Reproduce, exactly, the lines of the material below from the line containing "an unlocked wallet" through the line containing "pub fn set_summary(&self, summary: WalletSummary)", with both end lines included and nothing else.

☆ ☆ ☆ ☆

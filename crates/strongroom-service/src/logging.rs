//! Tracing subscriber setup

use tracing_subscriber::EnvFilter;

/// Filter used when `RUST_LOG` is unset or invalid
pub const DEFAULT_FILTER: &str = "info";

/// Install the global fmt subscriber.
///
/// Returns `false` if a subscriber was already installed.
pub fn init_tracing() -> bool {
    tracing_subscriber::fmt()
        .with_env_filter(
            EnvFilter::try_from_default_env().unwrap_or_else(|_| EnvFilter::new(DEFAULT_FILTER)),
        )
        .try_init()
        .is_ok()
}
//! Error types for Strongroom Core
//!
//! Errors raised while deriving payment state from the ledger.

use std::fmt;

/// Result type
pub type Result<T> = std::result::Result<T, Error>;

/// Strongroom Core errors
#[derive(Debug, thiserror::Error)]
pub enum Error {
    /// An output script could not be turned into an address
    #[error("Address resolution failed: {0}")]
    AddressResolution(String),

    /// Operation invoked before the state it needs exists
    #[error("Precondition violated: {0}")]
    Precondition(String),

    /// The wallet runtime refused an operation
    #[error("Wallet error: {0}")]
    Wallet(String),
}

impl Error {
    /// Get error category for logging
    pub fn category(&self) -> ErrorCategory {
        match self {
            Error::AddressResolution(_) => ErrorCategory::Address,
            Error::Precondition(_) => ErrorCategory::Internal,
            Error::Wallet(_) => ErrorCategory::Wallet,
        }
    }
}

/// Error categories for classification
#[derive(Debug, Clone, Copy, PartialEq, Eq)]
pub enum ErrorCategory {
    /// Address-related errors
    Address,
    /// Wallet-related errors
    Wallet,
    /// Internal/system errors
    Internal,
}

impl fmt::Display for ErrorCategory {
    fn fmt(&self, f: &mut fmt::Formatter<'_>) -> fmt::Result {
        match self {
            ErrorCategory::Address => write!(f, "Address"),
            ErrorCategory::Wallet => write!(f, "Wallet"),
            ErrorCategory::Internal => write!(f, "Internal"),
        }
    }
}
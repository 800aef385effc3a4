//! Key derivation and authenticated encryption
//!
//! Credentials are stretched with Argon2id into 256-bit keys which seal data
//! with AES-256-GCM. The container layout is
//! `[version(1)][algorithm(1)][nonce(12)][ciphertext]`.
//!
//! Wallet files use a process-wide salt and IV ([`WALLET_KDF_SALT`],
//! [`WALLET_AES_IV`]) so that existing files stay readable. The nonce is
//! still carried in every container, so readers never depend on it.

use crate::{Error, Result};
use aes_gcm::{
    aead::{Aead, KeyInit, OsRng},
    Aes256Gcm, Nonce,
};
use argon2::{Argon2, ParamsBuilder, Version};
use rand::RngCore;
use serde::{Deserialize, Serialize};
use zeroize::Zeroizing;

/// Container version written by this crate
pub const CONTAINER_VERSION: u8 = 1;

/// Algorithm tag for AES-256-GCM
pub const ALGORITHM_AES_GCM: u8 = 0;

/// Header length: version, algorithm and nonce
pub const CONTAINER_HEADER_LEN: usize = 2 + NONCE_LEN;

/// AES-GCM nonce length
pub const NONCE_LEN: usize = 12;

/// Block size used when padding credentials
pub const CREDENTIAL_BLOCK_LEN: usize = 32;

/// Fixed KDF salt shared by every wallet file
pub const WALLET_KDF_SALT: [u8; 16] = [
    0x35, 0x51, 0x03, 0x80, 0x75, 0xa3, 0xb0, 0xc5, 0x2f, 0x9e, 0x47, 0x11, 0xd4, 0x6b, 0x8a, 0x27,
];

/// Fixed IV shared by every wallet file
pub const WALLET_AES_IV: [u8; NONCE_LEN] = [
    0xa3, 0x44, 0x39, 0x1f, 0x53, 0x83, 0x11, 0xb3, 0x29, 0x54, 0x86, 0x16,
];

/// Argon2id cost parameters
#[derive(Debug, Clone, Copy, PartialEq, Eq, Serialize, Deserialize)]
#[serde(default)]
pub struct KdfParams {
    /// Memory cost in KiB
    pub memory_kib: u32,
    /// Iterations
    pub iterations: u32,
    /// Lanes
    pub parallelism: u32,
}

impl KdfParams {
    /// Explicit parameters
    pub const fn new(memory_kib: u32, iterations: u32, parallelism: u32) -> Self {
        Self {
            memory_kib,
            iterations,
            parallelism,
        }
    }
}

impl Default for KdfParams {
    /// Memory: 64 MiB (65536 KiB), Iterations: 3, Parallelism: 4
    fn default() -> Self {
        Self::new(65536, 3, 4)
    }
}

/// 256-bit symmetric key, zeroized on drop
#[derive(Clone)]
pub struct WalletKey {
    key: Zeroizing<[u8; 32]>,
}

impl WalletKey {
    /// Generate a random key (used for backup keys)
    pub fn generate() -> Self {
        let mut key = Zeroizing::new([0u8; 32]);
        OsRng.fill_bytes(&mut *key);
        Self { key }
    }

    /// Create from bytes
    pub fn from_bytes(bytes: &[u8]) -> Result<Self> {
        if bytes.len() != 32 {
            return Err(Error::Malformed(format!(
                "Invalid key length: {}",
                bytes.len()
            )));
        }
        let mut key = Zeroizing::new([0u8; 32]);
        key.copy_from_slice(bytes);
        Ok(Self { key })
    }

    /// Get key bytes
    pub fn as_bytes(&self) -> &[u8; 32] {
        &self.key
    }
}

impl std::fmt::Debug for WalletKey {
    fn fmt(&self, f: &mut std::fmt::Formatter<'_>) -> std::fmt::Result {
        f.write_str("WalletKey(..)")
    }
}

/// Key derivation and sealing primitives used for wallet files
pub trait KeyCipher: Send + Sync {
    /// Stretch a credential into a key
    fn derive_key(&self, credential: &str) -> Result<WalletKey>;

    /// Seal plaintext into a container
    fn encrypt(&self, key: &WalletKey, plaintext: &[u8]) -> Result<Vec<u8>>;

    /// Open a container
    fn decrypt(&self, key: &WalletKey, container: &[u8]) -> Result<Vec<u8>>;
}

/// Argon2id + AES-256-GCM with the wallet-wide salt and IV
#[derive(Debug, Clone, Copy, Default)]
pub struct AesGcmCipher {
    params: KdfParams,
}

impl AesGcmCipher {
    /// Cipher with the given KDF parameters
    pub fn new(params: KdfParams) -> Self {
        Self { params }
    }

    /// KDF parameters in use
    pub fn params(&self) -> KdfParams {
        self.params
    }
}

impl KeyCipher for AesGcmCipher {
    fn derive_key(&self, credential: &str) -> Result<WalletKey> {
        let bytes = derive_key_bytes(credential, &WALLET_KDF_SALT, &self.params)?;
        WalletKey::from_bytes(&bytes[..])
    }

    fn encrypt(&self, key: &WalletKey, plaintext: &[u8]) -> Result<Vec<u8>> {
        seal(key, &WALLET_AES_IV, plaintext)
    }

    fn decrypt(&self, key: &WalletKey, container: &[u8]) -> Result<Vec<u8>> {
        open(key, container)
    }
}

/// Derive raw key bytes from a credential using Argon2id.
pub fn derive_key_bytes(
    credential: &str,
    salt: &[u8],
    params: &KdfParams,
) -> Result<Zeroizing<[u8; 32]>> {
    if salt.len() < 16 {
        return Err(Error::KeyDerivation("Salt too short".to_string()));
    }

    let params = ParamsBuilder::new()
        .m_cost(params.memory_kib)
        .t_cost(params.iterations)
        .p_cost(params.parallelism)
        .output_len(32)
        .build()
        .map_err(|e| Error::KeyDerivation(e.to_string()))?;

    let argon2 = Argon2::new(argon2::Algorithm::Argon2id, Version::V0x13, params);

    let mut key = Zeroizing::new([0u8; 32]);
    argon2
        .hash_password_into(credential.as_bytes(), salt, &mut *key)
        .map_err(|e| Error::KeyDerivation(e.to_string()))?;
    Ok(key)
}

/// Seal plaintext with an explicit nonce
pub fn seal(key: &WalletKey, nonce: &[u8; NONCE_LEN], plaintext: &[u8]) -> Result<Vec<u8>> {
    let cipher = Aes256Gcm::new(key.as_bytes().into());
    let ciphertext = cipher
        .encrypt(Nonce::from_slice(nonce), plaintext)
        .map_err(|e| Error::Encryption(e.to_string()))?;

    let mut result = Vec::with_capacity(CONTAINER_HEADER_LEN + ciphertext.len());
    result.push(CONTAINER_VERSION);
    result.push(ALGORITHM_AES_GCM);
    result.extend_from_slice(nonce);
    result.extend_from_slice(&ciphertext);
    Ok(result)
}

/// Open a container sealed by [`seal`]
pub fn open(key: &WalletKey, data: &[u8]) -> Result<Vec<u8>> {
    if data.len() < CONTAINER_HEADER_LEN {
        return Err(Error::Malformed("Container too short".to_string()));
    }

    let version = data[0];
    let algorithm = data[1];
    if version != CONTAINER_VERSION {
        return Err(Error::Malformed(format!(
            "Unsupported container version: {}",
            version
        )));
    }
    if algorithm != ALGORITHM_AES_GCM {
        return Err(Error::Malformed(format!(
            "Algorithm mismatch: expected AES-GCM (0), got {}",
            algorithm
        )));
    }

    let cipher = Aes256Gcm::new(key.as_bytes().into());
    let nonce = Nonce::from_slice(&data[2..CONTAINER_HEADER_LEN]);
    cipher
        .decrypt(nonce, &data[CONTAINER_HEADER_LEN..])
        .map_err(|e| Error::Decryption(e.to_string()))
}

/// Pad credential bytes to a multiple of [`CREDENTIAL_BLOCK_LEN`] (PKCS#7 style)
pub fn pad_credential_bytes(credential: &[u8]) -> Zeroizing<Vec<u8>> {
    let pad = CREDENTIAL_BLOCK_LEN - credential.len() % CREDENTIAL_BLOCK_LEN;
    let mut padded = Zeroizing::new(Vec::with_capacity(credential.len() + pad));
    padded.extend_from_slice(credential);
    // pad is in 1..=32
    padded.resize(credential.len() + pad, pad as u8);
    padded
}

/// Strip padding added by [`pad_credential_bytes`]
pub fn unpad_credential_bytes(padded: &[u8]) -> Result<Zeroizing<Vec<u8>>> {
    let malformed = || Error::Malformed("Invalid credential padding".to_string());

    if padded.is_empty() || padded.len() % CREDENTIAL_BLOCK_LEN != 0 {
        return Err(malformed());
    }
    let pad = usize::from(padded[padded.len() - 1]);
    if pad == 0 || pad > CREDENTIAL_BLOCK_LEN {
        return Err(malformed());
    }
    let (body, tail) = padded.split_at(padded.len() - pad);
    if tail.iter().any(|&b| usize::from(b) != pad) {
        return Err(malformed());
    }
    Ok(Zeroizing::new(body.to_vec()))
}
//! Open-wallet context
//!
//! Everything the payments service and the rotation engine need to know
//! about the currently open wallet, passed explicitly.

use parking_lot::RwLock;
use std::path::{Path, PathBuf};
use std::sync::Arc;
use strongroom_core::{AddressResolver, ExchangeRateSource, LedgerWallet, NoExchangeRate, WalletId};
use strongroom_storage::{summary_path, WalletSummary};
use zeroize::Zeroizing;

/// Context of one open wallet
pub struct WalletContext {
    wallet: Arc<dyn LedgerWallet>,
    resolver: Arc<dyn AddressResolver>,
    rates: Arc<dyn ExchangeRateSource>,
    wallet_directory: PathBuf,
    summary: RwLock<WalletSummary>,
    credential: RwLock<Zeroizing<String>>,
}

impl WalletContext {
    /// Context for an unlocked wallet
    pub fn new(
        wallet: Arc<dyn LedgerWallet>,
        resolver: Arc<dyn AddressResolver>,
        wallet_directory: impl Into<PathBuf>,
        summary: WalletSummary,
        credential: &str,
    ) -> Self {
        Self {
            wallet,
            resolver,
            rates: Arc::new(NoExchangeRate),
            wallet_directory: wallet_directory.into(),
            summary: RwLock::new(summary),
            credential: RwLock::new(Zeroizing::new(credential.to_string())),
        }
    }

    /// Use an exchange rate source
    pub fn with_exchange_rates(mut self, rates: Arc<dyn ExchangeRateSource>) -> Self {
        self.rates = rates;
        self
    }

    /// Ledger wallet
    pub fn wallet(&self) -> &Arc<dyn LedgerWallet> {
        &self.wallet
    }

    /// Address resolver
    pub fn resolver(&self) -> &Arc<dyn AddressResolver> {
        &self.resolver
    }

    /// Exchange rate source
    pub fn rates(&self) -> &Arc<dyn ExchangeRateSource> {
        &self.rates
    }

    /// Wallet identifier
    pub fn wallet_id(&self) -> WalletId {
        self.summary.read().wallet_id.clone()
    }

    /// Directory of this wallet
    pub fn wallet_directory(&self) -> &Path {
        &self.wallet_directory
    }

    /// Location of the summary file
    pub fn summary_path(&self) -> PathBuf {
        summary_path(&self.wallet_directory)
    }

    /// Snapshot of the summary
    pub fn summary(&self) -> WalletSummary {
        self.summary.read().clone()
    }

    /// Replace the summary
    pub fn set_summary(&self, summary: WalletSummary) {
        *self.summary.write() = summary;
    }

    /// Current unlock credential
    pub fn credential(&self) -> Zeroizing<String> {
        self.credential.read().clone()
    }

    /// Replace the unlock credential
    pub fn set_credential(&self, credential: &str) {
        *self.credential.write() = Zeroizing::new(credential.to_string());
    }
}

impl std::fmt::Debug for WalletContext {
    fn fmt(&self, f: &mut std::fmt::Formatter<'_>) -> std::fmt::Result {
        f.debug_struct("WalletContext")
            .field("wallet_id", &self.wallet_id())
            .field("wallet_directory", &self.wallet_directory)
            .finish_non_exhaustive()
    }
}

☆ ☆ ☆ ☆

> [Solution for this problem]:
    /// Context for an unlocked wallet
    pub fn new(
        wallet: Arc<dyn LedgerWallet>,
        resolver: Arc<dyn AddressResolver>,
        wallet_directory: impl Into<PathBuf>,
        summary: WalletSummary,
        credential: &str,
    ) -> Self {
        Self {
            wallet,
            resolver,
            rates: Arc::new(NoExchangeRate),
            wallet_directory: wallet_directory.into(),
            summary: RwLock::new(summary),
            credential: RwLock::new(Zeroizing::new(credential.to_string())),
        }
    }

    /// Use an exchange rate source
    pub fn with_exchange_rates(mut self, rates: Arc<dyn ExchangeRateSource>) -> Self {
        self.rates = rates;
        self
    }

    /// Ledger wallet
    pub fn wallet(&self) -> &Arc<dyn LedgerWallet> {
        &self.wallet
    }

    /// Address resolver
    pub fn resolver(&self) -> &Arc<dyn AddressResolver> {
        &self.resolver
    }

    /// Exchange rate source
    pub fn rates(&self) -> &Arc<dyn ExchangeRateSource> {
        &self.rates
    }

    /// Wallet identifier
    pub fn wallet_id(&self) -> WalletId {
        self.summary.read().wallet_id.clone()
    }

    /// Directory of this wallet
    pub fn wallet_directory(&self) -> &Path {
        &self.wallet_directory
    }

    /// Location of the summary file
    pub fn summary_path(&self) -> PathBuf {
        summary_path(&self.wallet_directory)
    }

    /// Snapshot of the summary
    pub fn summary(&self) -> WalletSummary {
        self.summary.read().clone()
    }

    /// Replace the summary
    pub fn set_summary(&self, summary: WalletSummary) {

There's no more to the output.